So wrote a reader after Monday’s post. It’s a good question, and the first step is to stop addressing today’s issues with yesterday’s attitudes. Take, for example, water, which we are endlessly told is the oil of the 21st century. It’s not. We are addicted to oil. We are dependent on water, which is finite and irreplaceable. Here are some ideas for thinking differently about it:
- Plan in terms of watersheds rather than arbitrary lines on a map, so that water becomes the unifying, rather than the divisive, feature of a community.

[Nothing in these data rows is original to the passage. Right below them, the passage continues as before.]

//! Application state for the TUI.
//!
//! Contains the main App struct: which view is visible, the shell behind the
//! terminal view, the GUI page state and the loader overlay.

use std::time::Instant;

use crossterm::event::{KeyCode, KeyEvent, KeyModifiers};
use ratatui::layout::Rect;
use tracing::{debug, info};

use super::events::Event;
use super::gui::{GuiState, Section};
use super::rain::MatrixRain;
use super::typing::TypingClock;
use crate::commands::Transition;
use crate::config::{Config, StartView};
use crate::portfolio::ROLES;
use crate::shell::{Interpreter, WindowControl};

/// Which view is visible. Exactly one at a time.
#[derive(Debug, Clone, Copy, PartialEq, Eq, Default)]
pub enum View {
    #[default]
    Selector,
    Terminal,
    Gui,
}

impl From<StartView> for View {
    fn from(view: StartView) -> Self {
        match view {
            StartView::Selector => Self::Selector,
            StartView::Terminal => Self::Terminal,
            StartView::Gui => Self::Gui,
        }
    }
}

impl From<Transition> for View {
    fn from(transition: Transition) -> Self {
        match transition {
            Transition::Gui => Self::Gui,
            Transition::Selector => Self::Selector,
        }
    }
}

/// The two choices on the selector screen.
#[derive(Debug, Clone, Copy, PartialEq, Eq, Default)]
pub enum SelectorOption {
    #[default]
    Terminal,
    Gui,
}

impl SelectorOption {
    pub fn other(self) -> Self {
        match self {
            Self::Terminal => Self::Gui,
            Self::Gui => Self::Terminal,
        }
    }

    pub fn view(self) -> View {
        match self {
            Self::Terminal => View::Terminal,
            Self::Gui => View::Gui,
        }
    }
}

/// Clickable regions recorded by the last render.
#[derive(Debug, Clone, Default)]
pub struct HitAreas {
    pub controls: Vec<(WindowControl, Rect)>,
    pub options: Vec<(SelectorOption, Rect)>,
    pub sections: Vec<(Section, Rect)>,
}

fn contains(rect: &Rect, column: u16, row: u16) -> bool {
    column >= rect.x && column < rect.right() && row >= rect.y && row < rect.bottom()
}

fn find_hit<T: Copy>(areas: &[(T, Rect)], column: u16, row: u16) -> Option<T> {
    areas
        .iter()
        .find(|(_, rect)| contains(rect, column, row))
        .map(|(item, _)| *item)
}

/// Main application state.
pub struct App {
    /// Whether the application is still running.
    pub running: bool,
    /// Visible view.
    pub view: View,
    /// Highlighted option on the selector screen.
    pub selector: SelectorOption,
    /// The shell behind the terminal view. Lives for the whole session.
    pub interpreter: Interpreter,
    /// Scroll state of the GUI page.
    pub gui: GuiState,
    /// Typewriter line on the GUI home section.
    pub typing: TypingClock,
    /// Backdrop behind the selector cards.
    pub rain: MatrixRain,
    /// Loader progress while a transition is in flight.
    pub loader_progress: Option<u8>,
    /// Scrollback offset in rows from the bottom.
    pub terminal_scroll: usize,
    /// Regions for mouse hit-testing, refreshed on every render.
    pub hit_areas: HitAreas,
    pending_transition: Option<View>,
}

impl App {
    /// Creates a new App instance.
    pub fn new(config: &Config) -> Self {
        let view = View::from(config.ui.start_view);
        Self {
            running: true,
            view,
            selector: SelectorOption::default(),
            interpreter: Interpreter::new(config.profile.clone()),
            gui: GuiState::new(),
            typing: TypingClock::start(ROLES, Instant::now()),
            rain: MatrixRain::default(),
            loader_progress: None,
            terminal_scroll: 0,
            hit_areas: HitAreas::default(),
            pending_transition: None,
        }
    }

    /// True while the loader runs.
    pub fn is_transitioning(&self) -> bool {
        self.loader_progress.is_some()
    }

    /// Starts a view switch. Ignored if one is already in flight.
    pub fn request_transition(&mut self, to: View) -> bool {
        if self.is_transitioning() {
            debug!(?to, "Transition already in flight");
            return false;
        }
        info!(from = ?self.view, ?to, "Starting transition");
        self.loader_progress = Some(0);
        self.pending_transition = Some(to);
        true
    }

    /// Hands the requested transition to whoever runs the loader.
    pub fn take_transition_request(&mut self) -> Option<View> {
        self.pending_transition.take()
    }

    pub fn set_loader_progress(&mut self, percent: u8) {
        if self.is_transitioning() {
            self.loader_progress = Some(percent);
        }
    }

    /// Called once the loader has settled: switch views and release the
    /// shell's busy flag.
    pub fn complete_transition(&mut self, to: View, now: Instant) {
        info!(?to, "Transition complete");
        self.loader_progress = None;
        self.view = to;
        self.interpreter.end_transition();

        match to {
            View::Gui => {
                self.gui.scroll_to_top();
                self.typing = TypingClock::start(ROLES, now);
            }
            View::Terminal => self.terminal_scroll = 0,
            View::Selector => {}
        }
    }

    /// Advances time-driven state.
    pub fn on_tick(&mut self, now: Instant) {
        match self.view {
            View::Gui => self.typing.advance(now),
            View::Selector => self.rain.advance(now),
            View::Terminal => {}
        }
    }

    /// Handles an event and updates application state.
    pub fn handle_event(&mut self, event: Event) {
        match event {
            Event::Key(key) => self.handle_key(key),
            Event::Click { column, row } => self.handle_click(column, row),
            Event::ScrollUp => self.scroll(true),
            Event::ScrollDown => self.scroll(false),
            Event::Resize(_, _) => {
                // Layout is recomputed on the next render
            }
            Event::Tick => self.on_tick(Instant::now()),
        }
    }

    fn handle_key(&mut self, key: KeyEvent) {
        let ctrl = key.modifiers.contains(KeyModifiers::CONTROL);
        if ctrl && matches!(key.code, KeyCode::Char('c') | KeyCode::Char('q')) {
            self.running = false;
            return;
        }

        match self.view {
            View::Selector => self.handle_selector_key(key),
            View::Terminal => self.handle_terminal_key(key),
            View::Gui => self.handle_gui_key(key),
        }
    }

    fn handle_selector_key(&mut self, key: KeyEvent) {
        match key.code {
            KeyCode::Left | KeyCode::Right | KeyCode::Up | KeyCode::Down | KeyCode::Tab => {
                self.selector = self.selector.other();
            }
            KeyCode::Enter => self.choose(self.selector),
            KeyCode::Char('t') => self.choose(SelectorOption::Terminal),
            KeyCode::Char('g') => self.choose(SelectorOption::Gui),
            KeyCode::Char('q') | KeyCode::Esc => self.running = false,
            _ => {}
        }
    }

    fn choose(&mut self, option: SelectorOption) {
        if self.request_transition(option.view()) {
            self.selector = option;
        }
    }

    fn handle_terminal_key(&mut self, key: KeyEvent) {
        let ctrl = key.modifiers.contains(KeyModifiers::CONTROL);
        let alt = key.modifiers.contains(KeyModifiers::ALT);

        match key.code {
            KeyCode::Enter => {
                self.terminal_scroll = 0;
                if let Some(transition) = self.interpreter.submit() {
                    self.request_transition(transition.into());
                }
            }
            KeyCode::Tab => self.interpreter.autocomplete(),
            KeyCode::Up => self.interpreter.history_up(),
            KeyCode::Down => self.interpreter.history_down(),
            KeyCode::PageUp => self.terminal_scroll = self.terminal_scroll.saturating_add(10),
            KeyCode::PageDown => self.terminal_scroll = self.terminal_scroll.saturating_sub(10),
            KeyCode::F(2) => self.press_window_control(WindowControl::Close),
            KeyCode::F(3) => self.press_window_control(WindowControl::Minimize),
            KeyCode::F(4) => self.press_window_control(WindowControl::Maximize),
            KeyCode::Char('w') if ctrl => self.interpreter.prompt_mut().delete_word_backward(),
            KeyCode::Char('u') if ctrl => self.interpreter.prompt_mut().delete_to_start(),
            KeyCode::Char('d') if alt => self.interpreter.prompt_mut().delete_word_forward(),
            KeyCode::Char('a') if ctrl => self.interpreter.prompt_mut().move_home(),
            KeyCode::Char('e') if ctrl => self.interpreter.prompt_mut().move_end(),
            KeyCode::Char(_) if ctrl || alt => {}
            KeyCode::Char(c) => self.interpreter.prompt_mut().insert(c),
            KeyCode::Backspace => self.interpreter.prompt_mut().backspace(),
            KeyCode::Delete => self.interpreter.prompt_mut().delete(),
            KeyCode::Left => self.interpreter.prompt_mut().move_left(),
            KeyCode::Right => self.interpreter.prompt_mut().move_right(),
            KeyCode::Home => self.interpreter.prompt_mut().move_home(),
            KeyCode::End => self.interpreter.prompt_mut().move_end(),
            _ => {}
        }
    }

    fn press_window_control(&mut self, control: WindowControl) {
        self.terminal_scroll = 0;
        if let Some(transition) = self.interpreter.window_control(control) {
            self.request_transition(transition.into());
        }
    }

    fn handle_gui_key(&mut self, key: KeyEvent) {
        match key.code {
            KeyCode::Char(c) if c.is_ascii_digit() => {
                if let Some(section) = Section::from_digit(c) {
                    self.gui.jump_to(section);
                }
            }
            KeyCode::Char('t') => {
                self.request_transition(View::Terminal);
            }
            KeyCode::Char('q') => self.running = false,
            KeyCode::Up | KeyCode::Char('k') => self.gui.scroll_up(1),
            KeyCode::Down | KeyCode::Char('j') => self.gui.scroll_down(1),
            KeyCode::PageUp => self.gui.page_up(),
            KeyCode::PageDown | KeyCode::Char(' ') => self.gui.page_down(),
            KeyCode::Home => self.gui.scroll_to_top(),
            KeyCode::End => self.gui.scroll_to_bottom(),
            _ => {}
        }
    }

    fn handle_click(&mut self, column: u16, row: u16) {
        match self.view {
            View::Terminal => {
                if let Some(control) = find_hit(&self.hit_areas.controls, column, row) {
                    self.press_window_control(control);
                }
            }
            View::Selector => {
                if let Some(option) = find_hit(&self.hit_areas.options, column, row) {
                    self.choose(option);
                }
            }
            View::Gui => {
                if let Some(section) = find_hit(&self.hit_areas.sections, column, row) {
                    self.gui.jump_to(section);
                }
            }
        }
    }

    fn scroll(&mut self, up: bool) {
        match (self.view, up) {
            (View::Terminal, true) => self.terminal_scroll = self.terminal_scroll.saturating_add(3),
            (View::Terminal, false) => self.terminal_scroll = self.terminal_scroll.saturating_sub(3),
            (View::Gui, true) => self.gui.scroll_up(3),
            (View::Gui, false) => self.gui.scroll_down(3),
            (View::Selector, _) => {}
        }
    }
}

- Stop thinking of water as commodity – and of rivers as pipes to deliver that commodity. They are ecosystems that sustain all life.
- Question grandiose plans to transfer water from one basin to another, such as China’s $79 billion project to reverse the Yangtze (based on Mao’s 1952 idea!); decades-old proposals to divert the Great Lakes into the Mississippi and send water to the arid West; Sitka, Alaska’s, aim to ship bulk water worldwide.
- Consider all that rivers provide – drinking water, food, hygiene, transportation, irrigation, hydropower, baptism, recreation, tranquility, beauty – and build diverse coalitions to protect them.
- Reform the tangle of conflicting rules and customs governing water use so that upstream dams – as we have built on the Colorado and Turkey intends to build on the Tigris and Euphrates – don’t deprive downstream states of water, and downstream dams don’t flood upstream communities.
We aren’t going to do all this tomorrow. We need to start today.